> **ABOUT THIS TASK**: Would you repeat exactly the part of the listing below that runs from the line containing "filename crates/infrastructure/src/postgres_invitation_store.rs" down to the line containing "fn to_db_limit(value: usize)", inclusive, and nothing else?

Top of THE RECORDS

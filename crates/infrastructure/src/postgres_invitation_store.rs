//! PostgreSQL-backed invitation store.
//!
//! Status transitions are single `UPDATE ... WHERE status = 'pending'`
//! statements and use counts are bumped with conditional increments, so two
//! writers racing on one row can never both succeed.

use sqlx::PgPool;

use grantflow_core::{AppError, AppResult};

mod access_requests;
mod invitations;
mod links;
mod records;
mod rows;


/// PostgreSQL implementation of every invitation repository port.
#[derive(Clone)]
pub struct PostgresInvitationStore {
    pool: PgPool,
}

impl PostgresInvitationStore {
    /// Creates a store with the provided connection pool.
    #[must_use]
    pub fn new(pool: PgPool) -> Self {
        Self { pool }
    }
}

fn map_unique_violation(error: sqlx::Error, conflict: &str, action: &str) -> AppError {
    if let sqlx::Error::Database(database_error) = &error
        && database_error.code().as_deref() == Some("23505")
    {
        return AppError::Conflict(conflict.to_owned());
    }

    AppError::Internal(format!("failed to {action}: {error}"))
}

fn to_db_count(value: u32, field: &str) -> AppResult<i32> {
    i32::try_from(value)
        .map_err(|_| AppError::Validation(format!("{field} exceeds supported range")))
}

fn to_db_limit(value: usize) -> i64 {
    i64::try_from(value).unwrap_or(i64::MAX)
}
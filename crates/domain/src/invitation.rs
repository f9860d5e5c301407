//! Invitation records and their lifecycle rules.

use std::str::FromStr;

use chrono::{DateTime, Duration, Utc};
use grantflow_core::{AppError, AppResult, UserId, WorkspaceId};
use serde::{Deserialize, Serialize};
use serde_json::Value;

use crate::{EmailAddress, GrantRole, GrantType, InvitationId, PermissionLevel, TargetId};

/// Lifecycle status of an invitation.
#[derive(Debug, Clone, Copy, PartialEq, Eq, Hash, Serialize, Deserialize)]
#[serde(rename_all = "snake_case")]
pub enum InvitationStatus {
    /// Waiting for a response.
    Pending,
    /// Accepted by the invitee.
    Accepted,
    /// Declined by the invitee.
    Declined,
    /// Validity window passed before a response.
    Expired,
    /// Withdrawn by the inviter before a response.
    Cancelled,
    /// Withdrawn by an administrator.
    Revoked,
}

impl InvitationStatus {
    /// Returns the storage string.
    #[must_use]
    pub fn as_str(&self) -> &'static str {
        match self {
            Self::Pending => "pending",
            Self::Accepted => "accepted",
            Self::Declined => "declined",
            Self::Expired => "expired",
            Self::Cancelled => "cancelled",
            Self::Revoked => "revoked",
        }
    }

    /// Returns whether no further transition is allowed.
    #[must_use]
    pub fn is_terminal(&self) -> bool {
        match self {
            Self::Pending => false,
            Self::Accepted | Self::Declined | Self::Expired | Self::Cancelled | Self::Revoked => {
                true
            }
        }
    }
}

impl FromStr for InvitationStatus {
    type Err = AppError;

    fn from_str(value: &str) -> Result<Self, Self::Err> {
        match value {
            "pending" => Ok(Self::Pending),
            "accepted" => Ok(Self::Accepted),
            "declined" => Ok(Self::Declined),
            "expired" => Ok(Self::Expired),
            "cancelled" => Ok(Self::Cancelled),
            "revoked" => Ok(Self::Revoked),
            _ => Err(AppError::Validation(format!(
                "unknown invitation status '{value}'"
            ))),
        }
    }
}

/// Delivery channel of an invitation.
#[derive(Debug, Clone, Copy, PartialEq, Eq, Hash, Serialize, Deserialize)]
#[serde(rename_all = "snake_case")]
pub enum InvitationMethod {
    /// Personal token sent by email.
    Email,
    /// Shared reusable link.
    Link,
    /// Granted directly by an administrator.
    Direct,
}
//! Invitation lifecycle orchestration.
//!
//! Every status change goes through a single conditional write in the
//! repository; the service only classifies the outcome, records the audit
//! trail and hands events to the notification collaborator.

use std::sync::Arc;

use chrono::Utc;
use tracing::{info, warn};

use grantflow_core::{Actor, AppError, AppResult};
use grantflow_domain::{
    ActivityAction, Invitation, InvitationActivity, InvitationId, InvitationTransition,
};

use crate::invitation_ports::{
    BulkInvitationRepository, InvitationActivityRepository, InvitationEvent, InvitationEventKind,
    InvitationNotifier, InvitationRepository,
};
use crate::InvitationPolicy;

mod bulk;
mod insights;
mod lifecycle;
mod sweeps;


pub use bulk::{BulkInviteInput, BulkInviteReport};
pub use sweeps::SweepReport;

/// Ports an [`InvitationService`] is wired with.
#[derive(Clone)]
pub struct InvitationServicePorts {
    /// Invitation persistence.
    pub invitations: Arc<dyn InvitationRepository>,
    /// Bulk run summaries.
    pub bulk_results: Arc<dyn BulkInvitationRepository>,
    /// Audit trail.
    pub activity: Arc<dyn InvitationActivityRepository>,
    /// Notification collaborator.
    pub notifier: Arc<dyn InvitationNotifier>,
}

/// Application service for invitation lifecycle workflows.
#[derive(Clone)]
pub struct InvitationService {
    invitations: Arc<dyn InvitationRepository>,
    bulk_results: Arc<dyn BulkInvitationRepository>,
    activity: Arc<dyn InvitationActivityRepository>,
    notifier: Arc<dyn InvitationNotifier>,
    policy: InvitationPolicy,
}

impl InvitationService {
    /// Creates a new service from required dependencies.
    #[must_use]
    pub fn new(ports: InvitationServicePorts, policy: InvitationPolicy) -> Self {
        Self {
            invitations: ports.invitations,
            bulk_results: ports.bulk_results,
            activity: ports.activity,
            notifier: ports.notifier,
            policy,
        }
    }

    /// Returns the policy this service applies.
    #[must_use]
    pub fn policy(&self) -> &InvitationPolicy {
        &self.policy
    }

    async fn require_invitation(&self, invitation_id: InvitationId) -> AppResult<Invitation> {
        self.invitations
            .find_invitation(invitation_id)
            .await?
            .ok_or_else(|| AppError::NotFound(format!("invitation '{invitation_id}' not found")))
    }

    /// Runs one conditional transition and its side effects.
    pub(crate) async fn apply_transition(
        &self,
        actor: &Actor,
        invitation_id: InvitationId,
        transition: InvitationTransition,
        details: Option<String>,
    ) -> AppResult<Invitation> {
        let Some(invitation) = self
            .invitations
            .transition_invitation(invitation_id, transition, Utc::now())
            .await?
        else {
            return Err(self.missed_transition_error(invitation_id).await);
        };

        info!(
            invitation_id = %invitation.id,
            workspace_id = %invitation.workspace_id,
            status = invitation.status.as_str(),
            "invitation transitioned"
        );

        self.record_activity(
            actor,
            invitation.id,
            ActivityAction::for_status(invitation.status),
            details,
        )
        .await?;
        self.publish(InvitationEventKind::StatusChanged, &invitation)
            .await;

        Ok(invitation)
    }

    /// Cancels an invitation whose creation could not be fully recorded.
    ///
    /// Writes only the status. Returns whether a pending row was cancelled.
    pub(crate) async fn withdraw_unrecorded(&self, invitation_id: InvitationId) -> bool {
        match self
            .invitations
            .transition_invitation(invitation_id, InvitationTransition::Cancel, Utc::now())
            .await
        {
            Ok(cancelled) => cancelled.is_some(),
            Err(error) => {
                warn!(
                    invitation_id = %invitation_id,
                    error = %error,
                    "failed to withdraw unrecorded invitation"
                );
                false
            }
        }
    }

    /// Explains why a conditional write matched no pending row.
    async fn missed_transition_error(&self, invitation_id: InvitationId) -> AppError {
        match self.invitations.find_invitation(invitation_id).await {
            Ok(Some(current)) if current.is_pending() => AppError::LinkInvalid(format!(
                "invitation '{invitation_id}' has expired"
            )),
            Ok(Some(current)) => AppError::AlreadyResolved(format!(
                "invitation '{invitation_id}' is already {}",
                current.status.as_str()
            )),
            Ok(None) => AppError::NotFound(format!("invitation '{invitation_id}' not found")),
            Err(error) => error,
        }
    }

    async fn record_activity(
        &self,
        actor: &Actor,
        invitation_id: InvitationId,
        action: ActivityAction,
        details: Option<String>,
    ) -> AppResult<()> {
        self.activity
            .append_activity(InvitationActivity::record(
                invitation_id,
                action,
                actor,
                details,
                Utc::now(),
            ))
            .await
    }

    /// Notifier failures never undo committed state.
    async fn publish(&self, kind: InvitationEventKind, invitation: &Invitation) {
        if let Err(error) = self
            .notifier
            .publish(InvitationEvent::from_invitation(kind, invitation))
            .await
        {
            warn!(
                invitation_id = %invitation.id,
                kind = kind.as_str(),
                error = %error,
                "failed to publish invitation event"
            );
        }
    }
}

Bottom of THE RECORDS
Top of THE RECORDS

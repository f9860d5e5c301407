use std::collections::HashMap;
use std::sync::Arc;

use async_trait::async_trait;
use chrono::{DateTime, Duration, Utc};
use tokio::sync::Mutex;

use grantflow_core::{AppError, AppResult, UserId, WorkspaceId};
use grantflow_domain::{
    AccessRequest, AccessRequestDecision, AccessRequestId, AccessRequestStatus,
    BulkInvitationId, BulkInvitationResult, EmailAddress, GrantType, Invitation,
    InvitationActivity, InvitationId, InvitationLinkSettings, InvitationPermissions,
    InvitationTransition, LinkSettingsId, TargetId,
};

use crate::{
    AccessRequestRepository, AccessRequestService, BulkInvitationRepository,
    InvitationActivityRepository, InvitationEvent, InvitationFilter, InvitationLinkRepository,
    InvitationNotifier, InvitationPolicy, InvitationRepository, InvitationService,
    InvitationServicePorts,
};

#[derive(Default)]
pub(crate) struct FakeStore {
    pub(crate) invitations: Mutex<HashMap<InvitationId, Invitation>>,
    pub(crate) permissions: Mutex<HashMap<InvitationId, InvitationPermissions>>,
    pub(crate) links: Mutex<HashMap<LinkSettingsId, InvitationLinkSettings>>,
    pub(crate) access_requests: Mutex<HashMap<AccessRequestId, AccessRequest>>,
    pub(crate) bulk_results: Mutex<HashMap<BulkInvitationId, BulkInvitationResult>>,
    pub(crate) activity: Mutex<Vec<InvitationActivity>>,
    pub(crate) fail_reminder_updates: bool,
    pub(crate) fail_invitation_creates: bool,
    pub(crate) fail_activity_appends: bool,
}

Bottom of THE RECORDS

> **RESULT BELOW**:
filename crates/infrastructure/src/postgres_invitation_store.rs
//! PostgreSQL-backed invitation store.
//!
//! Status transitions are single `UPDATE ... WHERE status = 'pending'`
//! statements and use counts are bumped with conditional increments, so two
//! writers racing on one row can never both succeed.

use sqlx::PgPool;

use grantflow_core::{AppError, AppResult};

mod access_requests;
mod invitations;
mod links;
mod records;
mod rows;


/// PostgreSQL implementation of every invitation repository port.
#[derive(Clone)]
pub struct PostgresInvitationStore {
    pool: PgPool,
}

impl PostgresInvitationStore {
    /// Creates a store with the provided connection pool.
    #[must_use]
    pub fn new(pool: PgPool) -> Self {
        Self { pool }
    }
}

fn map_unique_violation(error: sqlx::Error, conflict: &str, action: &str) -> AppError {
    if let sqlx::Error::Database(database_error) = &error
        && database_error.code().as_deref() == Some("23505")
    {
        return AppError::Conflict(conflict.to_owned());
    }

    AppError::Internal(format!("failed to {action}: {error}"))
}

fn to_db_count(value: u32, field: &str) -> AppResult<i32> {
    i32::try_from(value)
        .map_err(|_| AppError::Validation(format!("{field} exceeds supported range")))
}

fn to_db_limit(value: usize) -> i64 {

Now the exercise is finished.